Transcribe the following entries word for word. End with the line where "balance row. Each" appears.

====== DATA EXCERPTS

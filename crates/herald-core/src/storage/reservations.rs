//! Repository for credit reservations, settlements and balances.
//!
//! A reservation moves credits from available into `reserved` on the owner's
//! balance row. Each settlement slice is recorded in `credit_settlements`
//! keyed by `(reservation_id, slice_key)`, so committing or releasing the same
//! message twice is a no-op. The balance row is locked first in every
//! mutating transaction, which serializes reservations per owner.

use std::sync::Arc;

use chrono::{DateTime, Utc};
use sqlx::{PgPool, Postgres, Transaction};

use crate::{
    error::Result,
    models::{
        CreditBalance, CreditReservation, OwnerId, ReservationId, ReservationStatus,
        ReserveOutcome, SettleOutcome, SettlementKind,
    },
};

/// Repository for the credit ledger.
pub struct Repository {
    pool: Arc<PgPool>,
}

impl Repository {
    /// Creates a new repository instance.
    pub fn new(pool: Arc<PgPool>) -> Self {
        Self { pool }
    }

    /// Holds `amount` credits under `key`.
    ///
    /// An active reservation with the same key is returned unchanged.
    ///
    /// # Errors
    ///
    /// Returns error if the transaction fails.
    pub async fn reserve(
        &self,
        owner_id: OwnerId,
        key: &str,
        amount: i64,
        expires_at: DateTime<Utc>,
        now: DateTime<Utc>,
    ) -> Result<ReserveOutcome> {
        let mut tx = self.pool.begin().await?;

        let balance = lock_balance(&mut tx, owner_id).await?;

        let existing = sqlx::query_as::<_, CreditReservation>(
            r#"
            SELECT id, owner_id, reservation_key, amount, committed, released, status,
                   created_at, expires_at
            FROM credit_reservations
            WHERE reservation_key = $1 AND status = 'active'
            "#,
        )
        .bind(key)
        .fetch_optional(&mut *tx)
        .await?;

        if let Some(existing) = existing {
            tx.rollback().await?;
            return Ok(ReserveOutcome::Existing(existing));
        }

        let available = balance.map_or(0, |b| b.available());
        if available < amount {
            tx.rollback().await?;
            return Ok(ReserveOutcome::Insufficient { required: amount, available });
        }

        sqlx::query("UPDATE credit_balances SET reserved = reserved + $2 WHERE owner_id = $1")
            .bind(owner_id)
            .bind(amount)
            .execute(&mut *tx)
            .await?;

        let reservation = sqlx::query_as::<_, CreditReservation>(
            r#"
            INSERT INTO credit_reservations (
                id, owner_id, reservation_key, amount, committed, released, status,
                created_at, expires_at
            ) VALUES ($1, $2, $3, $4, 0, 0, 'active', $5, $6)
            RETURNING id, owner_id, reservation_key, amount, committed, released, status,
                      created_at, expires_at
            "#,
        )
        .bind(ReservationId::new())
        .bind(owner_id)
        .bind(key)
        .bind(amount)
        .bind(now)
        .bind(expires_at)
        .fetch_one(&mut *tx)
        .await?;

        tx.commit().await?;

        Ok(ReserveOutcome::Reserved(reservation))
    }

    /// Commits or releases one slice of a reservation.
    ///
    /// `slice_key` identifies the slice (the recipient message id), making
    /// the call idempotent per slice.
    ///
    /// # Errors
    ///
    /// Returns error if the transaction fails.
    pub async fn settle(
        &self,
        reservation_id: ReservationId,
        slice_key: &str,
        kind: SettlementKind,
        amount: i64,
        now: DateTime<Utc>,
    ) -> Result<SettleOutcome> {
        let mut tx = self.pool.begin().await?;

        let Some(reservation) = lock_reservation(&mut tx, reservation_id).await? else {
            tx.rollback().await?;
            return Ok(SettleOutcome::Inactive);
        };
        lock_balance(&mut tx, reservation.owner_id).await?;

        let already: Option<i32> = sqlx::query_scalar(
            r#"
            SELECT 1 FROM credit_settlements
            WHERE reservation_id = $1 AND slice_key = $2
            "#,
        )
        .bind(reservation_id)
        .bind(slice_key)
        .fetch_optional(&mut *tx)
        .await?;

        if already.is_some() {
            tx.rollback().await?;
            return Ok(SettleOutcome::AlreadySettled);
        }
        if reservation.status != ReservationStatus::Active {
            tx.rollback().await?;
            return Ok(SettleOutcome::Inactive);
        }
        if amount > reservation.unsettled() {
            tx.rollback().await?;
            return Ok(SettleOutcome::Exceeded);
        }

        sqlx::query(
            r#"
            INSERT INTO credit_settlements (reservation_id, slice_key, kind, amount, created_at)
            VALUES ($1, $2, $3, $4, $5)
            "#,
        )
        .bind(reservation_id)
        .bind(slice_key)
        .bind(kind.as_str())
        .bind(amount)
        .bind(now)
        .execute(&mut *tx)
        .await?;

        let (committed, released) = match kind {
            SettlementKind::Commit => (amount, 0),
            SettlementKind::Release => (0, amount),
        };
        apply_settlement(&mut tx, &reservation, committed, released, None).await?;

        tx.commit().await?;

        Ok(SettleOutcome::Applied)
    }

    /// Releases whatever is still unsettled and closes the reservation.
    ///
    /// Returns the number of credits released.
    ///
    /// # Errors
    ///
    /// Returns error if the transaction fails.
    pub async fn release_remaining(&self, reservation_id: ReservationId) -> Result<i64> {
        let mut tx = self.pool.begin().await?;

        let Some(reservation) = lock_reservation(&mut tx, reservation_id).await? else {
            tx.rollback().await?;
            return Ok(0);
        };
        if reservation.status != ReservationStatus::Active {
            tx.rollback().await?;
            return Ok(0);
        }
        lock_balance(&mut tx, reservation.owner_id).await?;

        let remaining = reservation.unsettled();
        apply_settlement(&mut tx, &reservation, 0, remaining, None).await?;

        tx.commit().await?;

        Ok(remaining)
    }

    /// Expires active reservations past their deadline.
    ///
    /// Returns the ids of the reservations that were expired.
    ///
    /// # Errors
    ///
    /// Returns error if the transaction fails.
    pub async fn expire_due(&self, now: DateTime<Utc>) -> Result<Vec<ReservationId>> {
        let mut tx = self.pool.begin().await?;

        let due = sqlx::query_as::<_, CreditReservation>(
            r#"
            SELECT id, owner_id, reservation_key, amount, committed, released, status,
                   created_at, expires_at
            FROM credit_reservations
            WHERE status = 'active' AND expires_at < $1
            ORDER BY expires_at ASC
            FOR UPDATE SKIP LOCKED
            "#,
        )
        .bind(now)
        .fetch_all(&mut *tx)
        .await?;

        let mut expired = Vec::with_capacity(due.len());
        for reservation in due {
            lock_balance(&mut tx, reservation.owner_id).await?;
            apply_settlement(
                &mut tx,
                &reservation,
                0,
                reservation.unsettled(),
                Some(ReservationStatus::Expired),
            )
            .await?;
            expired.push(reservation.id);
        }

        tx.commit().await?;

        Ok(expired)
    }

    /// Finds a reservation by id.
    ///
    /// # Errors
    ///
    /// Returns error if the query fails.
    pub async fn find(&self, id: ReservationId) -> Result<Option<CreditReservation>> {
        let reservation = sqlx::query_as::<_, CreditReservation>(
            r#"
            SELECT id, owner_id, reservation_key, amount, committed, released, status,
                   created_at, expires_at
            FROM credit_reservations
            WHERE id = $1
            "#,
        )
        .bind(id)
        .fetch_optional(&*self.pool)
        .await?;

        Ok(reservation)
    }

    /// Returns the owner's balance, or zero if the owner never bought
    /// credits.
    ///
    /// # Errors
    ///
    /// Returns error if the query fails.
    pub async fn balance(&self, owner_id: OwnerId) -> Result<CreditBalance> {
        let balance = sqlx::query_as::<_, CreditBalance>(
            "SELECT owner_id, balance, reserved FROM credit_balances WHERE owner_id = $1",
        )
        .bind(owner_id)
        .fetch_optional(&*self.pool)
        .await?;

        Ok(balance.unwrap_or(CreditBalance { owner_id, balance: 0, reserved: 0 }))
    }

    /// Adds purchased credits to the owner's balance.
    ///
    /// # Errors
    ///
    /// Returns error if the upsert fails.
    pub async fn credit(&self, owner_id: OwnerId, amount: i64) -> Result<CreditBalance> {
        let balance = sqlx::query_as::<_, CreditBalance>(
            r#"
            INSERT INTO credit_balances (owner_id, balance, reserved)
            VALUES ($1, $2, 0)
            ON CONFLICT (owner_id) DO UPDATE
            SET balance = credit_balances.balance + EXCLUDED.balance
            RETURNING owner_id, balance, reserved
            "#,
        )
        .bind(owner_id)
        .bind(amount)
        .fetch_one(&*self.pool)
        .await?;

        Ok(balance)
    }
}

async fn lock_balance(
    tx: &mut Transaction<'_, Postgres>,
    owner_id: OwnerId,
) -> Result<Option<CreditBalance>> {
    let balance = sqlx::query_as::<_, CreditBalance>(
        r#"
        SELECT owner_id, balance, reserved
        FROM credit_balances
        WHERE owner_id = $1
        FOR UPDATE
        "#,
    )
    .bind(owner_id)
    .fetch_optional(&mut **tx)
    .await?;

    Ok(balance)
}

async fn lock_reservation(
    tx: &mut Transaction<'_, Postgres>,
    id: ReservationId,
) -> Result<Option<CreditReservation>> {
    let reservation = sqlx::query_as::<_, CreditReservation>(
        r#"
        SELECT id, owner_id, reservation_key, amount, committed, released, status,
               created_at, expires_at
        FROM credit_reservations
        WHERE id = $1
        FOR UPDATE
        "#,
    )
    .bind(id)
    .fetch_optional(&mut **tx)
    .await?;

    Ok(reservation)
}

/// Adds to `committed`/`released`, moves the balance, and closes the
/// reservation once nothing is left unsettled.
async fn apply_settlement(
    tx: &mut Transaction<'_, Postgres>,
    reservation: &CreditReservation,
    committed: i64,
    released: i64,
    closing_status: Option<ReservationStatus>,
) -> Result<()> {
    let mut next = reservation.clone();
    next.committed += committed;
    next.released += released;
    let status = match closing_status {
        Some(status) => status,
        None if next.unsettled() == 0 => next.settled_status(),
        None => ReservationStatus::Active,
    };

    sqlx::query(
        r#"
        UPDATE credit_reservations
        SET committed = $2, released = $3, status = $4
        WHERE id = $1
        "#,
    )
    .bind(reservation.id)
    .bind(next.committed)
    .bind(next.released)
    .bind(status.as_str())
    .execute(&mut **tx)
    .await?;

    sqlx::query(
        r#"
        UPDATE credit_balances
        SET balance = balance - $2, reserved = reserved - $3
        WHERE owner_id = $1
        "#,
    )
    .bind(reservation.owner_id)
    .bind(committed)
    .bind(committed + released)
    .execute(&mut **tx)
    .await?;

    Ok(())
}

============

◆ **RESPONSE TO THIS TASK**:
filename crates/herald-core/src/storage/reservations.rs
//! Repository for credit reservations, settlements and balances.
//!
//! A reservation moves credits from available into `reserved` on the owner's
//! balance row. Each settlement slice is recorded in `credit_settlements`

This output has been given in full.